EXERCISE MATERIAL.
_ _ _ _ _

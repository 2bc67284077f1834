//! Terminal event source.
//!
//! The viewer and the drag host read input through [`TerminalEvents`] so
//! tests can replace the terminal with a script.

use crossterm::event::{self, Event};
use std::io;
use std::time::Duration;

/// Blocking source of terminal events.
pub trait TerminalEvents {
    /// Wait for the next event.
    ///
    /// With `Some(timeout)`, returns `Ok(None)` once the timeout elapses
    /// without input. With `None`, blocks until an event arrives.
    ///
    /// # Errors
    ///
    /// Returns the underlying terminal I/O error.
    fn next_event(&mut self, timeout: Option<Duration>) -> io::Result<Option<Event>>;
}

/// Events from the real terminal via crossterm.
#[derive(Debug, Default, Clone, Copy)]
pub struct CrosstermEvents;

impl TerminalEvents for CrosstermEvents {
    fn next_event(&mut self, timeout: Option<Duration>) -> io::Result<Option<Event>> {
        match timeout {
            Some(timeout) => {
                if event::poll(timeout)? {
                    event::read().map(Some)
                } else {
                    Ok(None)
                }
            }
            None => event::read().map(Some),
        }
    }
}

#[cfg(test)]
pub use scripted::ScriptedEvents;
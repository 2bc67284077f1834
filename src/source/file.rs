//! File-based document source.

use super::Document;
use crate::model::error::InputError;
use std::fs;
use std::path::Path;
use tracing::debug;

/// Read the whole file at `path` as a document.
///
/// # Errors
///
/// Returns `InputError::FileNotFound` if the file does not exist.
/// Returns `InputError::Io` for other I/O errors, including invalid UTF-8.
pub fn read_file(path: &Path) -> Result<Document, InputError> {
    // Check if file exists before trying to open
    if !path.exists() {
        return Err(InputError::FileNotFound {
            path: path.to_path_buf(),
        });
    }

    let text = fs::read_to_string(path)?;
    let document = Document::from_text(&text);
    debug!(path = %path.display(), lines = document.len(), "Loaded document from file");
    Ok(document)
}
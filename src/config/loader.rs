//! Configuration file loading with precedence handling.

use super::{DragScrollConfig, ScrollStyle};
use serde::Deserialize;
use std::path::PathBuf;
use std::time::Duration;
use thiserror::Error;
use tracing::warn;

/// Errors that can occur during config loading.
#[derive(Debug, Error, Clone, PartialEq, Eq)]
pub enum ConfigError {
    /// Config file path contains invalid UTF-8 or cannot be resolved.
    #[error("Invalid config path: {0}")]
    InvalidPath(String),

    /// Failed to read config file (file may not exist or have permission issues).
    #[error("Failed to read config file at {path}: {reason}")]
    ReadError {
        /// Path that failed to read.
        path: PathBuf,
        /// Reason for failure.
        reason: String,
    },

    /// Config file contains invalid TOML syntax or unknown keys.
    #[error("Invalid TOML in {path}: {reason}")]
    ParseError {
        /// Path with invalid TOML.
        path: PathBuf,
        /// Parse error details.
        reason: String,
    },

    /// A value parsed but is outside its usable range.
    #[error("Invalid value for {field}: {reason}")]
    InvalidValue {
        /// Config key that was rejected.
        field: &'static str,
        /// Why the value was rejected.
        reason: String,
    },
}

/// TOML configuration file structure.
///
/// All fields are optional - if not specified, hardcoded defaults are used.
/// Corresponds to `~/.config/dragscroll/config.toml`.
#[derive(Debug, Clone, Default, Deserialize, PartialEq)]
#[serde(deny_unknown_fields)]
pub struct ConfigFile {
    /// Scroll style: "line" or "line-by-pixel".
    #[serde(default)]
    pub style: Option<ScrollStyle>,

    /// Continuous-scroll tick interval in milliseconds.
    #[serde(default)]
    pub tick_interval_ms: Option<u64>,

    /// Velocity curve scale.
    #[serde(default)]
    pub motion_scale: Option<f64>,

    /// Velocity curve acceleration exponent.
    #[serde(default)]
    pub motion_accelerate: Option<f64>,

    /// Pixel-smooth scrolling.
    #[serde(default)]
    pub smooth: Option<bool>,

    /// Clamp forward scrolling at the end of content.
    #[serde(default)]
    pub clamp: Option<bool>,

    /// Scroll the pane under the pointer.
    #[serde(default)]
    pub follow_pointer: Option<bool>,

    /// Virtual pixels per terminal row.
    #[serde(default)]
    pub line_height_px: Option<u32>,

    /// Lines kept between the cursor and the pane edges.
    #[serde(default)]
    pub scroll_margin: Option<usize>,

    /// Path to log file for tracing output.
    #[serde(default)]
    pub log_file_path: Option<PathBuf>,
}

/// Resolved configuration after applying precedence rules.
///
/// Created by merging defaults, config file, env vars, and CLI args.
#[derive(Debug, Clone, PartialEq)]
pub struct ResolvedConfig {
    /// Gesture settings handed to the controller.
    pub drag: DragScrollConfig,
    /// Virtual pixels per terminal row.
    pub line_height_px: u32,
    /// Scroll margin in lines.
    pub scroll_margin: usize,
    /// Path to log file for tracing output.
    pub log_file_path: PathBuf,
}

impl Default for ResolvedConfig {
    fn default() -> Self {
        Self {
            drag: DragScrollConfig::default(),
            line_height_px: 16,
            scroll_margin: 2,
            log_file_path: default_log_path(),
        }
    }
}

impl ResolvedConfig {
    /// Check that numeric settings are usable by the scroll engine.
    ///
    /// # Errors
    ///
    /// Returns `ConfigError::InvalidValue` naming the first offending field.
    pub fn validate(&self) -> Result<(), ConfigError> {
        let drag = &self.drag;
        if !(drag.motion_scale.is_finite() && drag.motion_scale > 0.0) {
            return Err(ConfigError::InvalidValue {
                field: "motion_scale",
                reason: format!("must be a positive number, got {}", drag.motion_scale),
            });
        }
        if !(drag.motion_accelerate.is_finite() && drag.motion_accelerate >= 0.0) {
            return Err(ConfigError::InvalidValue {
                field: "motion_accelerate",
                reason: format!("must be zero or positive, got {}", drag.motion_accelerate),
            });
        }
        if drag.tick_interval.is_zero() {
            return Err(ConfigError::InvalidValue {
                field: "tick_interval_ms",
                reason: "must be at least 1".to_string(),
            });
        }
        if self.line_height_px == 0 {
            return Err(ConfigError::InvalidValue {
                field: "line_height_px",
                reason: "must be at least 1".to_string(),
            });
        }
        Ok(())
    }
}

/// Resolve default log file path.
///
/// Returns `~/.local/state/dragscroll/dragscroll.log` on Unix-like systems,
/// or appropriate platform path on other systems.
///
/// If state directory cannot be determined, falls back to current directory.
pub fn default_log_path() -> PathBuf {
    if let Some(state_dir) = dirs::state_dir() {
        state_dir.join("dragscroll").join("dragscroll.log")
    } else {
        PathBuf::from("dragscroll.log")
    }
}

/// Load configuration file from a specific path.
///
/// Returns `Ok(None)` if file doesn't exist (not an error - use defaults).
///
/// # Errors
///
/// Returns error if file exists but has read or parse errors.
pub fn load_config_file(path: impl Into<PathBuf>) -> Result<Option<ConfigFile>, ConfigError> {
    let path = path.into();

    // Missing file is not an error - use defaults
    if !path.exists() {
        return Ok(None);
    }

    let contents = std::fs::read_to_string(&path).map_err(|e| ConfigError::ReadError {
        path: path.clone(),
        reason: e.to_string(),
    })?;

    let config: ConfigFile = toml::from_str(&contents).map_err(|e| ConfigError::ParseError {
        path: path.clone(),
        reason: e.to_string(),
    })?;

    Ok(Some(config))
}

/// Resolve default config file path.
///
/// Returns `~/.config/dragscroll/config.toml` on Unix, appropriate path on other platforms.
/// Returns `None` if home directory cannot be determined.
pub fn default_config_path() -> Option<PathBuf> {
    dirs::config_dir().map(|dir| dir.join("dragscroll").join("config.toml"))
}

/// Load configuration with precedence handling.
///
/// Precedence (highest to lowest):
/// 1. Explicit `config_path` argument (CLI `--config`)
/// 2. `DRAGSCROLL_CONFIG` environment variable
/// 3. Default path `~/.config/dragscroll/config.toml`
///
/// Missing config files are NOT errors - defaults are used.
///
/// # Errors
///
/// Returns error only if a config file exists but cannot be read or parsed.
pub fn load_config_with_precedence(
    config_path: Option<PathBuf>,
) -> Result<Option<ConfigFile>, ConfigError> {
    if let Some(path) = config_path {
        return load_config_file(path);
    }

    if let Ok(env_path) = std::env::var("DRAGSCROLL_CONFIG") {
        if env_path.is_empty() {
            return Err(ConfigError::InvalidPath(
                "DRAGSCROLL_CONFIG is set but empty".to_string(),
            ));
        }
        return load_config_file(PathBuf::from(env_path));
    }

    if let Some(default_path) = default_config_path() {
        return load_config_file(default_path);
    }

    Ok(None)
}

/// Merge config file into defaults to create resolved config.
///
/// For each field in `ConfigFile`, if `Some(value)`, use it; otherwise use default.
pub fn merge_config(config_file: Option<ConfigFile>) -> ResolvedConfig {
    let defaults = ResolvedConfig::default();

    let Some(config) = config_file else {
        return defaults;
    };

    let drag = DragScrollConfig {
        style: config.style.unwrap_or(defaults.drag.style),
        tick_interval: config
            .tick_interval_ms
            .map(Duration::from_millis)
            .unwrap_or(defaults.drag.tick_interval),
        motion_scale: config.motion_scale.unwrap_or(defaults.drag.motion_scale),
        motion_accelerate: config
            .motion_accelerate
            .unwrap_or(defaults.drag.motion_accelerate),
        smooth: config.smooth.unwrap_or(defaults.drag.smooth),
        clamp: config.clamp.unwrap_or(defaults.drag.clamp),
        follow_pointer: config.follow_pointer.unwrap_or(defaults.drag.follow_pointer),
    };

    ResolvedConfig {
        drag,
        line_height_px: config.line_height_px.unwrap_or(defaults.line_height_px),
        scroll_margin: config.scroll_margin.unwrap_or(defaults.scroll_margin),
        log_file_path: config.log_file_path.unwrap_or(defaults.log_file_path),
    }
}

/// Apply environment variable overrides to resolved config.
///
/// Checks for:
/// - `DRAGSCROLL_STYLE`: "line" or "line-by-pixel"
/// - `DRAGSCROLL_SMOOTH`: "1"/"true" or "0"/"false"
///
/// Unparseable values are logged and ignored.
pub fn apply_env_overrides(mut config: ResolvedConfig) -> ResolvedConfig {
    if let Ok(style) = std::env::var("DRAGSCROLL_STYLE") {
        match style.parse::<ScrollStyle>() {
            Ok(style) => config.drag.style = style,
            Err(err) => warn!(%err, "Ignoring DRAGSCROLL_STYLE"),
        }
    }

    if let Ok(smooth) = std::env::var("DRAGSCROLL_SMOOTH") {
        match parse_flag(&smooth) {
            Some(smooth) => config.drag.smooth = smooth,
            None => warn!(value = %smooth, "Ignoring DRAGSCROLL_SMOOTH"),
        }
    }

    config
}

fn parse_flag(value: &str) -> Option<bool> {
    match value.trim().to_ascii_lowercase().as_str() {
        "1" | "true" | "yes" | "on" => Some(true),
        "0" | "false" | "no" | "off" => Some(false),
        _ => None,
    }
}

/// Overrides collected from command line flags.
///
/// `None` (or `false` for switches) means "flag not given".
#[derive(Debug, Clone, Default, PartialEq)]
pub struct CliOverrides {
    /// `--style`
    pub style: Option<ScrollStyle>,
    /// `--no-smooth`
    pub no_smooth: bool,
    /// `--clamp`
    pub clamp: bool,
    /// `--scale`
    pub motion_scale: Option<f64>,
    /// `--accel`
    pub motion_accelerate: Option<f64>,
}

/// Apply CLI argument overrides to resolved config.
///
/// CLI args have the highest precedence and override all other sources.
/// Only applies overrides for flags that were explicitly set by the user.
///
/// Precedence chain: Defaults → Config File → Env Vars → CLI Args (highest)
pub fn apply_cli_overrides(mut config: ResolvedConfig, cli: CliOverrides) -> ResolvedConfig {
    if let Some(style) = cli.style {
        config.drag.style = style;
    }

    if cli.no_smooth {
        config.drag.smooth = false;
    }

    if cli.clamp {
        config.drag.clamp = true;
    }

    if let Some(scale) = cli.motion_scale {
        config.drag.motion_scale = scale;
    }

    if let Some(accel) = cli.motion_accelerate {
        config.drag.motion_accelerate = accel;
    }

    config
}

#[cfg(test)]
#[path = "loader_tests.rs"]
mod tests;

_ _ _ _ _

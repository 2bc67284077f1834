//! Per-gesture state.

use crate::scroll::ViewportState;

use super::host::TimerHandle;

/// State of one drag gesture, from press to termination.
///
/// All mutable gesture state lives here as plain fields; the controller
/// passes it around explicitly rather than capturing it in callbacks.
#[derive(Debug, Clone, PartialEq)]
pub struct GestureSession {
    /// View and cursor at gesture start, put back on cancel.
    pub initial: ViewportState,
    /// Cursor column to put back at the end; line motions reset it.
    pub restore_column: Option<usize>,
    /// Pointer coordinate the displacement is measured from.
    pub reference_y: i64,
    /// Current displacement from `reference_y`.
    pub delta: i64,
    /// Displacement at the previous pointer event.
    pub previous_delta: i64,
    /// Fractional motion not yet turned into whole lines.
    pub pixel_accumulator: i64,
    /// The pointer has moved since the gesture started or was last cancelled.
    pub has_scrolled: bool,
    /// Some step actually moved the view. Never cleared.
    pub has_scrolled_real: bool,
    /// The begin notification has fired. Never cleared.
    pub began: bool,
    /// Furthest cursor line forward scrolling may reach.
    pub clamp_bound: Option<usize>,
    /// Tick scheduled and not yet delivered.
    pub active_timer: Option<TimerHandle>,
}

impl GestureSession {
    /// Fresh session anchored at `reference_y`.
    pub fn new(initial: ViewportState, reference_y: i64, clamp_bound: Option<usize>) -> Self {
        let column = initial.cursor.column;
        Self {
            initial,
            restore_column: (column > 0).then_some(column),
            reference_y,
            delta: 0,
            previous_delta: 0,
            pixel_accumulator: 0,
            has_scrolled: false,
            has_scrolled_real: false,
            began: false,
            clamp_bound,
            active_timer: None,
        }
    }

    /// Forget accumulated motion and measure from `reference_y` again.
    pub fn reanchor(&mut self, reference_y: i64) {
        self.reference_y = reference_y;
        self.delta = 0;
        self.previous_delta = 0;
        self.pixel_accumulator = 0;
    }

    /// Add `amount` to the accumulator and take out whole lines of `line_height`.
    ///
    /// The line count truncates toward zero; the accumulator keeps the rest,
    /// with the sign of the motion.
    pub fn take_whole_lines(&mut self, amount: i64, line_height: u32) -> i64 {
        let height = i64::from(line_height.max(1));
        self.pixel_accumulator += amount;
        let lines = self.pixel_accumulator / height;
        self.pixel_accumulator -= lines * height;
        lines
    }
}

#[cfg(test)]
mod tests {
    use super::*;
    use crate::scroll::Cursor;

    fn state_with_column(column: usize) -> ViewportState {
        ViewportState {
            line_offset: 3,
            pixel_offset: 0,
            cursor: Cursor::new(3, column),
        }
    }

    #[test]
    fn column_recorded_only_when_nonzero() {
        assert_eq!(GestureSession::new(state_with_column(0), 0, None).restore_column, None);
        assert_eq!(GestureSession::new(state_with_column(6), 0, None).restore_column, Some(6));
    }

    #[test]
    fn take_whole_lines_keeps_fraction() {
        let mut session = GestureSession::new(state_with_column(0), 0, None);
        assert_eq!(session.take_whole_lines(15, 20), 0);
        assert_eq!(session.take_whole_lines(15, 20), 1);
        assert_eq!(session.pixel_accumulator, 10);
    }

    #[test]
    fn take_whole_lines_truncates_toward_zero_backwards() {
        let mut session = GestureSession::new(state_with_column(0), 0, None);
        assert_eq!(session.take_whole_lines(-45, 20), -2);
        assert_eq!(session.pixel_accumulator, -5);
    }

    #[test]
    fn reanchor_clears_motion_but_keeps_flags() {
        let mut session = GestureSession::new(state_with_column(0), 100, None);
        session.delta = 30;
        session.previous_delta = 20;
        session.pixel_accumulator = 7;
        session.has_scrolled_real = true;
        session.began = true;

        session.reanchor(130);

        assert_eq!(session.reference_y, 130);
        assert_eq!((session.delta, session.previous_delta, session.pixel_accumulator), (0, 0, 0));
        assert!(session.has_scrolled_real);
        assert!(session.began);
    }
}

_ _ _ _ _

TASK DESCRIPTION.
Above this task is a listing. Restate, word for word and with nothing added, the lines from the one with "pub struct CrosstermEvents;" through the one with "have permission issues).".

EXERCISE ANSWER.
pub struct CrosstermEvents;

impl TerminalEvents for CrosstermEvents {
    fn next_event(&mut self, timeout: Option<Duration>) -> io::Result<Option<Event>> {
        match timeout {
            Some(timeout) => {
                if event::poll(timeout)? {
                    event::read().map(Some)
                } else {
                    Ok(None)
                }
            }
            None => event::read().map(Some),
        }
    }
}

#[cfg(test)]
pub use scripted::ScriptedEvents;
repository 2bc67284077f1834
filename src/source/file.rs
//! File-based document source.

use super::Document;
use crate::model::error::InputError;
use std::fs;
use std::path::Path;
use tracing::debug;

/// Read the whole file at `path` as a document.
///
/// # Errors
///
/// Returns `InputError::FileNotFound` if the file does not exist.
/// Returns `InputError::Io` for other I/O errors, including invalid UTF-8.
pub fn read_file(path: &Path) -> Result<Document, InputError> {
    // Check if file exists before trying to open
    if !path.exists() {
        return Err(InputError::FileNotFound {
            path: path.to_path_buf(),
        });
    }

    let text = fs::read_to_string(path)?;
    let document = Document::from_text(&text);
    debug!(path = %path.display(), lines = document.len(), "Loaded document from file");
    Ok(document)
}
filename src/config/loader.rs
//! Configuration file loading with precedence handling.

use super::{DragScrollConfig, ScrollStyle};
use serde::Deserialize;
use std::path::PathBuf;
use std::time::Duration;
use thiserror::Error;
use tracing::warn;

/// Errors that can occur during config loading.
#[derive(Debug, Error, Clone, PartialEq, Eq)]
pub enum ConfigError {
    /// Config file path contains invalid UTF-8 or cannot be resolved.
    #[error("Invalid config path: {0}")]
    InvalidPath(String),

    /// Failed to read config file (file may not exist or have permission issues).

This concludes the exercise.